(TASK ITEM): In the records below, some lines contain the word "chooser". Copy each of them.

━━ RECORDS FOR PROCESSING ━━

//! connect-uct - UCT move chooser for the gravity connection game
//!
//! A command-line front end for the search engine that:
//! 1. Chooses the computer's move for a position read from a board file
//! 2. Plays matches of the engine against a uniformly random opponent
//!
//! Board files use one line per row, top row first: `.` empty, `X` player,
//! `O` computer, `#` the forbidden cell.

use anyhow::{Context, Result};
use clap::{ArgAction, Args, Parser, Subcommand};
use game_board::{GameState, Side};
use mcts::run_search;
use std::path::PathBuf;
use tracing::{info, warn};

mod config;
mod opponent;
mod runner;
mod stats;

use crate::config::{Config, CENTRAL_CONFIG};
use crate::opponent::RandomOpponent;
use crate::runner::MatchRunner;

#[derive(Parser, Debug)]
#[command(name = "connect-uct")]
#[command(version, about = "UCT move chooser for a gravity connection game with a forbidden cell")]
#[command(
    long_about = "Chooses moves with Upper Confidence Trees under a wall-clock budget.

Configuration is loaded from config.toml with environment variable overrides
(CONNECT_UCT_<SECTION>_<KEY>). CLI arguments take highest priority."
)]
struct Cli {
    #[command(flatten)]
    config: Config,

    #[command(subcommand)]
    command: Command,
}

#[derive(Subcommand, Debug)]
enum Command {
    /// Choose the computer's move for a position
    Choose(ChooseArgs),

    /// Play the engine against a random opponent
    Play(PlayArgs),
}

#[derive(Args, Debug)]
struct ChooseArgs {
    /// Board file (`.` empty, `X` player, `O` computer, `#` forbidden)
    #[arg(long)]
    board: PathBuf,

    /// Print the full search result as JSON
    #[arg(long)]
    json: bool,
}

#[derive(Args, Debug)]
struct PlayArgs {
    /// Number of games to play
    #[arg(long, default_value_t = CENTRAL_CONFIG.matches.games)]
    games: u32,

    /// Whether the engine moves first
    #[arg(long, action = ArgAction::Set, default_value_t = CENTRAL_CONFIG.matches.engine_first)]
    engine_first: bool,

    /// Also write the match summary to this JSON file
    #[arg(long)]
    stats_path: Option<PathBuf>,
}

fn init_tracing(level: &str) -> Result<()> {
    use tracing_subscriber::{fmt, prelude::*, EnvFilter};

    let filter = EnvFilter::try_from_default_env().unwrap_or_else(|_| EnvFilter::new(level));

    tracing_subscriber::registry()
        .with(fmt::layer().with_writer(std::io::stderr))
        .with(filter)
        .init();

    Ok(())
}

fn choose(config: &Config, args: &ChooseArgs) -> Result<()> {
    let text = std::fs::read_to_string(&args.board)
        .with_context(|| format!("Failed to read board file {}", args.board.display()))?;
    let state = GameState::parse(&text, Side::Computer)
        .with_context(|| format!("Invalid board in {}", args.board.display()))?;

    if let Some(pinned) = config.forbidden() {
        if state.geometry().forbidden() != Some(pinned) {
            warn!(
                ?pinned,
                board = ?state.geometry().forbidden(),
                "Board file overrides the configured forbidden cell"
            );
        }
    }

    let search = config.search_config()?;
    let budget = search.budget();
    let mut rng = config.make_rng();
    let result = run_search(state, search, budget, &mut rng).context("Search failed")?;

    info!(
        row = result.mv.row,
        col = result.mv.col,
        cycles = result.stats.cycles,
        cycles_per_sec = format!("{:.0}", result.stats.cycles_per_second()),
        "Move chosen"
    );

    if args.json {
        println!("{}", serde_json::to_string_pretty(&result)?);
    } else {
        println!("{} {}", result.mv.row, result.mv.col);
    }
    Ok(())
}

fn play(config: Config, args: &PlayArgs) -> Result<()> {
    // Opponent gets its own stream so seeded runs stay reproducible.
    let opponent = match config.seed {
        Some(seed) => RandomOpponent::with_seed(seed.wrapping_add(1)),
        None => RandomOpponent::new(),
    };
    let rng = config.make_rng();

    let mut runner = MatchRunner::new(config, opponent, rng)?;
    let snapshot = runner.run(args.games, args.engine_first)?;

    if let Some(ref path) = args.stats_path {
        stats::write_stats(&snapshot, path)
            .with_context(|| format!("Failed to save match stats to {}", path.display()))?;
    }
    println!("{}", serde_json::to_string_pretty(&snapshot)?);
    Ok(())
}

fn main() -> Result<()> {
    // Parse configuration
    let cli = Cli::parse();
    let config = cli.config.with_central_defaults(&CENTRAL_CONFIG);

    // Validate configuration
    config.validate()?;

    // Initialize tracing
    init_tracing(&config.log_level)?;
    info!(log_level = %config.log_level, "Tracing initialized");

    match cli.command {
        Command::Choose(ref args) => choose(&config, args),
        Command::Play(ref args) => play(config, args),
    }
}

━━━

(THE COMPLETED TASK):
//! connect-uct - UCT move chooser for the gravity connection game
#[command(version, about = "UCT move chooser for a gravity connection game with a forbidden cell")]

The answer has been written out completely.